> _Your instructions_: Among the records that follow, how many lines contain the word "global"? Give the number and no other words.

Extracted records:
//! Deterministic wave simulation
//!
//! Pure CPU code with no rendering or platform dependencies:
//! - Fixed timestep derived from the configuration
//! - Stable impact order (queue order)
//! - One writer per tick, readers only between ticks

pub mod field;
pub mod impact;
pub mod params;
pub mod state;
pub mod tick;

pub use field::{HeightField, Slice, SliceView, SweepBuffers};
pub use impact::{Impact, ImpactQueue};
pub use params::{STABLE_COEFFICIENT_LIMIT, SolverParams};
pub use state::Simulation;
pub use tick::{TickPhase, apply_impacts, sweep};
//! Height field with past/present/future time slices
//!
//! Three buffers are allocated once. Roles rotate by swapping slot indices,
//! so advancing a tick never copies or reallocates a slice.

/// Time slice role
#[derive(Debug, Clone, Copy, PartialEq, Eq)]
pub enum Slice {
    Past = 0,
    Present = 1,
    Future = 2,
}

/// Read-only view of one time slice
#[derive(Debug, Clone, Copy)]
pub struct SliceView<'a> {
    data: &'a [f64],
    nx: usize,
    ny: usize,
}

impl<'a> SliceView<'a> {
    /// Height at `(x, y)`; panics outside the grid
    #[inline]
    pub fn get(&self, x: usize, y: usize) -> f64 {
        debug_assert!(x < self.nx && y < self.ny);
        self.data[x * self.ny + y]
    }

    /// Height at `(x, y)`, or `None` outside the grid
    #[inline]
    pub fn try_get(&self, x: usize, y: usize) -> Option<f64> {
        if x < self.nx && y < self.ny {
            Some(self.data[x * self.ny + y])
        } else {
            None
        }
    }

    /// Raw x-major storage (`index = x * ny + y`)
    pub fn as_slice(&self) -> &'a [f64] {
        self.data
    }

    pub fn dims(&self) -> (usize, usize) {
        (self.nx, self.ny)
    }
}

/// Buffers handed to the stencil for one sweep.
///
/// `past` and `present` are shared borrows of buffers disjoint from `future`,
/// so the sweep always reads one consistent snapshot.
pub struct SweepBuffers<'a> {
    pub past: &'a [f64],
    pub present: &'a [f64],
    pub future: &'a mut [f64],
}

/// Dense `nx × ny` height field over three time slices
#[derive(Debug, Clone)]
pub struct HeightField {
    nx: usize,
    ny: usize,
    buffers: [Vec<f64>; 3],
    /// `slots[role]` is the buffer currently playing that role
    slots: [usize; 3],
    /// Interior cells the stencil has swept into `future` since the last rotation
    swept: usize,
}

impl HeightField {
    /// All-zero field
    pub fn new(nx: usize, ny: usize) -> Self {
        Self {
            nx,
            ny,
            buffers: [vec![0.0; nx * ny], vec![0.0; nx * ny], vec![0.0; nx * ny]],
            slots: [0, 1, 2],
            swept: 0,
        }
    }

    pub fn nx(&self) -> usize {
        self.nx
    }

    pub fn ny(&self) -> usize {
        self.ny
    }

    #[inline]
    fn index(&self, x: usize, y: usize) -> usize {
        x * self.ny + y
    }

    #[inline]
    pub fn is_interior(&self, x: usize, y: usize) -> bool {
        x > 0 && y > 0 && x + 1 < self.nx && y + 1 < self.ny
    }

    #[inline]
    pub fn is_boundary(&self, x: usize, y: usize) -> bool {
        x < self.nx && y < self.ny && !self.is_interior(x, y)
    }

    pub fn interior_cells(&self) -> usize {
        self.nx.saturating_sub(2) * self.ny.saturating_sub(2)
    }

    pub fn slice(&self, slice: Slice) -> SliceView<'_> {
        SliceView {
            data: &self.buffers[self.slots[slice as usize]],
            nx: self.nx,
            ny: self.ny,
        }
    }

    pub fn past(&self) -> SliceView<'_> {
        self.slice(Slice::Past)
    }

    pub fn present(&self) -> SliceView<'_> {
        self.slice(Slice::Present)
    }

    pub fn future(&self) -> SliceView<'_> {
        self.slice(Slice::Future)
    }

    /// Overwrite an interior cell of the present slice (initial impulses).
    ///
    /// Returns false and leaves the field untouched for boundary or
    /// out-of-range coordinates.
    pub fn seed_present(&mut self, x: usize, y: usize, value: f64) -> bool {
        if !self.is_interior(x, y) {
            return false;
        }
        let idx = self.index(x, y);
        let slot = self.slots[Slice::Present as usize];
        self.buffers[slot][idx] = value;
        true
    }

    /// Overwrite an interior cell of the future slice (forced impacts).
    ///
    /// Boundary cells are never written; the request is ignored.
    pub fn force_future(&mut self, x: usize, y: usize, value: f64) {
        if !self.is_interior(x, y) {
            return;
        }
        let idx = self.index(x, y);
        let slot = self.slots[Slice::Future as usize];
        self.buffers[slot][idx] = value;
    }

    /// Borrow the three buffers for a full stencil sweep
    pub fn sweep_buffers(&mut self) -> SweepBuffers<'_> {
        let [past, present, future] = self.slots;
        match self.buffers.get_disjoint_mut([past, present, future]) {
            Ok([past, present, future]) => SweepBuffers {
                past,
                present,
                future,
            },
            Err(_) => unreachable!("time slices share a buffer: {:?}", self.slots),
        }
    }

    /// Record that a sweep wrote `cells` interior cells into `future`
    pub fn mark_swept(&mut self, cells: usize) {
        self.swept += cells;
    }

    /// Cells swept into `future` since the last rotation
    pub fn swept(&self) -> usize {
        self.swept
    }

    /// `past ← present`, `present ← future`; the old past buffer becomes
    /// the next future.
    ///
    /// # Panics
    /// Unless exactly every interior cell has been swept since the last
    /// rotation. Rotating a partial sweep would carry stale values into every
    /// later tick, so it is treated as a fatal fault.
    pub fn rotate(&mut self) {
        if self.swept != self.interior_cells() {
            panic!(
                "computation exceeded loop: {} of {} interior cells swept before rotation",
                self.swept,
                self.interior_cells()
            );
        }
        let [past, present, future] = self.slots;
        self.slots = [present, future, past];
        self.swept = 0;
    }

    /// Energy proxy of the present slice: sum of squared first differences
    pub fn gradient_energy(&self) -> f64 {
        let present = self.present();
        let mut energy = 0.0;
        for x in 0..self.nx {
            for y in 0..self.ny {
                let h = present.get(x, y);
                if x + 1 < self.nx {
                    let d = present.get(x + 1, y) - h;
                    energy += d * d;
                }
                if y + 1 < self.ny {
                    let d = present.get(x, y + 1) - h;
                    energy += d * d;
                }
            }
        }
        energy
    }

    /// Largest absolute height in the present slice
    pub fn max_abs(&self) -> f64 {
        self.present()
            .as_slice()
            .iter()
            .fold(0.0_f64, |acc, h| acc.max(h.abs()))
    }
}
//! Ripple Pond entry point
//!
//! On the web: WebGPU canvas, pointer input and a `requestAnimationFrame` loop.
//! Natively: a headless run with random drops, logging surface energy.

#[cfg(target_arch = "wasm32")]
use wasm_bindgen::prelude::*;

#[cfg(target_arch = "wasm32")]
mod wasm_app {
    use std::cell::RefCell;
    use std::rc::Rc;

    use anyhow::{Context, anyhow};
    use wasm_bindgen::prelude::*;
    use web_sys::{HtmlCanvasElement, MouseEvent};

    use ripple_pond::camera::{Camera, screen_to_ndc};
    use ripple_pond::interaction::PointerKind;
    use ripple_pond::renderer::SurfaceRenderState;
    use ripple_pond::{Pond, SimConfig};

    /// Everything one page needs between frames
    struct App {
        pond: Pond,
        camera: Camera,
        render_state: SurfaceRenderState,
        canvas: HtmlCanvasElement,
    }

    impl App {
        fn pointer(&mut self, kind: PointerKind, event: &MouseEvent) {
            let w = self.canvas.client_width() as f32;
            let h = self.canvas.client_height() as f32;
            if w <= 0.0 || h <= 0.0 {
                return;
            }
            let ndc = screen_to_ndc(event.offset_x() as f32, event.offset_y() as f32, w, h);
            let impacts = self.pond.pointer_at(&self.camera, kind, ndc);
            if !impacts.is_empty() {
                log::debug!("{:?} queued {} impact(s)", kind, impacts.len());
            }
        }

        fn resize(&mut self) {
            let Some(window) = web_sys::window() else {
                return;
            };
            let (width, height) = canvas_pixel_size(&window, &self.canvas);
            self.canvas.set_width(width);
            self.canvas.set_height(height);
            self.render_state.resize(width, height);
            self.camera.resize(width, height);
        }

        fn frame(&mut self) {
            self.pond.frame();
            match self.render_state.render(&self.camera, self.pond.mesh()) {
                Ok(_) => {}
                Err(wgpu::SurfaceError::Lost) => {
                    let (w, h) = self.render_state.size;
                    self.render_state.resize(w, h);
                }
                Err(wgpu::SurfaceError::OutOfMemory) => {
                    log::error!("Out of memory!");
                }
                Err(e) => log::warn!("Render error: {:?}", e),
            }
        }
    }

    fn canvas_pixel_size(window: &web_sys::Window, canvas: &HtmlCanvasElement) -> (u32, u32) {
        let dpr = window.device_pixel_ratio();
        let width = (canvas.client_width() as f64 * dpr) as u32;
        let height = (canvas.client_height() as f64 * dpr) as u32;
        (width.max(1), height.max(1))
    }

    /// Optional `<script id="pond-config" type="application/json">` block
    fn page_config(document: &web_sys::Document) -> anyhow::Result<SimConfig> {
        let Some(text) = document
            .get_element_by_id("pond-config")
            .and_then(|el| el.text_content())
        else {
            return Ok(SimConfig::default());
        };
        SimConfig::from_json(&text).context("invalid #pond-config block")
    }

    pub async fn run() -> anyhow::Result<()> {
        log::info!("Ripple Pond starting...");

        let window = web_sys::window().ok_or_else(|| anyhow!("no window"))?;
        let document = window.document().ok_or_else(|| anyhow!("no document"))?;

        let config = page_config(&document)?;
        let pond = Pond::new(config)?;

        let canvas: HtmlCanvasElement = document
            .get_element_by_id("canvas")
            .ok_or_else(|| anyhow!("no canvas"))?
            .dyn_into()
            .map_err(|_| anyhow!("#canvas is not a canvas"))?;

        let (width, height) = canvas_pixel_size(&window, &canvas);
        canvas.set_width(width);
        canvas.set_height(height);

        let instance = wgpu::Instance::new(&wgpu::InstanceDescriptor {
            backends: wgpu::Backends::BROWSER_WEBGPU | wgpu::Backends::GL,
            ..Default::default()
        });
        let surface = instance
            .create_surface(wgpu::SurfaceTarget::Canvas(canvas.clone()))
            .context("failed to create surface")?;
        let adapter = instance
            .request_adapter(&wgpu::RequestAdapterOptions {
                power_preference: wgpu::PowerPreference::HighPerformance,
                compatible_surface: Some(&surface),
                force_fallback_adapter: false,
            })
            .await
            .context("no suitable GPU adapter")?;
        log::info!("Using adapter: {:?}", adapter.get_info().name);

        let render_state =
            SurfaceRenderState::new(surface, &adapter, width, height, pond.mesh()).await?;

        let app = Rc::new(RefCell::new(App {
            pond,
            camera: Camera::new(width as f32 / height as f32),
            render_state,
            canvas: canvas.clone(),
        }));

        if let Some(loading) = document.get_element_by_id("loading") {
            let _ = loading.set_attribute("class", "hidden");
        }

        setup_input_handlers(&window, &canvas, app.clone());
        setup_auto_pause(&document, app.clone());
        request_animation_frame(app);

        log::info!("Ripple Pond running!");
        Ok(())
    }

    fn setup_input_handlers(
        window: &web_sys::Window,
        canvas: &HtmlCanvasElement,
        app: Rc<RefCell<App>>,
    ) {
        // Short impacts while the pointer sweeps over the water
        {
            let app = app.clone();
            let closure = Closure::<dyn FnMut(_)>::new(move |event: MouseEvent| {
                app.borrow_mut().pointer(PointerKind::Move, &event);
            });
            let _ = canvas
                .add_event_listener_with_callback("mousemove", closure.as_ref().unchecked_ref());
            closure.forget();
        }

        // Long impact on click
        {
            let app = app.clone();
            let closure = Closure::<dyn FnMut(_)>::new(move |event: MouseEvent| {
                app.borrow_mut().pointer(PointerKind::Click, &event);
            });
            let _ = canvas
                .add_event_listener_with_callback("click", closure.as_ref().unchecked_ref());
            closure.forget();
        }

        {
            let closure = Closure::<dyn FnMut(_)>::new(move |_event: web_sys::Event| {
                app.borrow_mut().resize();
            });
            let _ = window
                .add_event_listener_with_callback("resize", closure.as_ref().unchecked_ref());
            closure.forget();
        }
    }

    /// Stop ticking while the tab is hidden
    fn setup_auto_pause(document: &web_sys::Document, app: Rc<RefCell<App>>) {
        let document_clone = document.clone();
        let closure = Closure::<dyn FnMut(_)>::new(move |_event: web_sys::Event| {
            let hidden = document_clone.visibility_state() == web_sys::VisibilityState::Hidden;
            app.borrow_mut().pond.set_paused(hidden);
        });
        let _ = document
            .add_event_listener_with_callback("visibilitychange", closure.as_ref().unchecked_ref());
        closure.forget();
    }

    fn request_animation_frame(app: Rc<RefCell<App>>) {
        let Some(window) = web_sys::window() else {
            return;
        };
        let closure = Closure::once(move |_time: f64| {
            app.borrow_mut().frame();
            request_animation_frame(app);
        });
        let _ = window.request_animation_frame(closure.as_ref().unchecked_ref());
        closure.forget();
    }
}

#[cfg(target_arch = "wasm32")]
#[wasm_bindgen(start)]
pub async fn wasm_main() {
    console_error_panic_hook::set_once();
    if console_log::init_with_level(log::Level::Info).is_err() {
        web_sys::console::warn_1(&"logger already initialized".into());
    }
    if let Err(e) = wasm_app::run().await {
        log::error!("Startup failed: {e:#}");
    }
}

#[cfg(not(target_arch = "wasm32"))]
fn main() -> anyhow::Result<()> {
    use std::ops::ControlFlow;

    use anyhow::Context;
    use ripple_pond::host::Rain;
    use ripple_pond::{Pond, SimConfig, TickBudget};

    env_logger::init();
    log::info!("Ripple Pond (native) starting...");
    log::info!("Native mode runs headless - serve the wasm build for the interactive surface");

    // ripple-pond [config.json] [ticks]
    let mut args = std::env::args().skip(1);
    let config = match args.next() {
        Some(path) => {
            let text = std::fs::read_to_string(&path)
                .with_context(|| format!("failed to read config file {path}"))?;
            SimConfig::from_json(&text).with_context(|| format!("invalid config file {path}"))?
        }
        None => SimConfig::default(),
    };
    let budget = match args.next() {
        Some(ticks) => TickBudget::Ticks(ticks.parse().context("tick count must be an integer")?),
        None => TickBudget::Ticks(2_000),
    };

    let mut pond = Pond::new(config)?;
    let mut rain = Rain::new(0x5eed, 0.05);
    let ticks = pond.run(budget, |pond| {
        rain.fall(pond);
        let sim = pond.sim();
        if sim.time() % 100 == 0 {
            let field = sim.field();
            log::info!(
                "t={} energy={:.6} max|h|={:.4} impacts={}",
                sim.time(),
                field.gradient_energy(),
                field.max_abs(),
                sim.active_impacts()
            );
        }
        if sim.field().max_abs().is_finite() {
            ControlFlow::Continue(())
        } else {
            log::error!("Surface diverged at t={}", sim.time());
            ControlFlow::Break(())
        }
    });

    log::info!("Finished after {ticks} ticks");
    Ok(())
}

#[cfg(target_arch = "wasm32")]
fn main() {
    // WASM entry point is wasm_main, this is just to satisfy the compiler
}
pub mod b64;
use clap::{Parser, Subcommand};
use sqlx::postgres::PgPoolOptions;
use anyhow::Result;
use dotenvy::dotenv;
use std::env;

use subsync::{init, profile, subscription, telemetry};

#[derive(Parser)]
#[command(name = "subsync", about = "Proxy subscription sync CLI")]
struct Cli {
    #[arg(global = true, short, long)]
    dsn: Option<String>,
    /// Emit a single JSON envelope to stdout; logs go to stderr
    #[arg(global = true, long, default_value_t = false)]
    json: bool,

    #[command(subcommand)]
    command: Commands,
}

#[derive(Subcommand)]
enum Commands {
    Init(init::InitCmd),
    Sub(subscription::SubCmd),
    Profile(profile::ProfileCmd),
}

#[tokio::main]
async fn main() -> Result<()> {
    dotenv().ok();
    let cli = Cli::parse();
    telemetry::config::set_json_mode(cli.json);

    // initialize logging/tracing (stderr). Respect RUST_LOG and SUBSYNC_LOG_FORMAT
    telemetry::config::init_tracing();
    let dsn = cli
        .dsn
        .or_else(|| env::var("DATABASE_URL").ok())
        .expect("Please provide --dsn or set DATABASE_URL in .env");

    let pool = PgPoolOptions::new()
        .max_connections(5)
        .connect(&dsn)
        .await?;

    match cli.command {
        Commands::Init(args) => init::run(&pool, args).await?,
        Commands::Sub(args) => subscription::run(&pool, args).await?,
        Commands::Profile(args) => profile::run(&pool, args).await?,
    }

    Ok(())
}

> _Answer below_: 2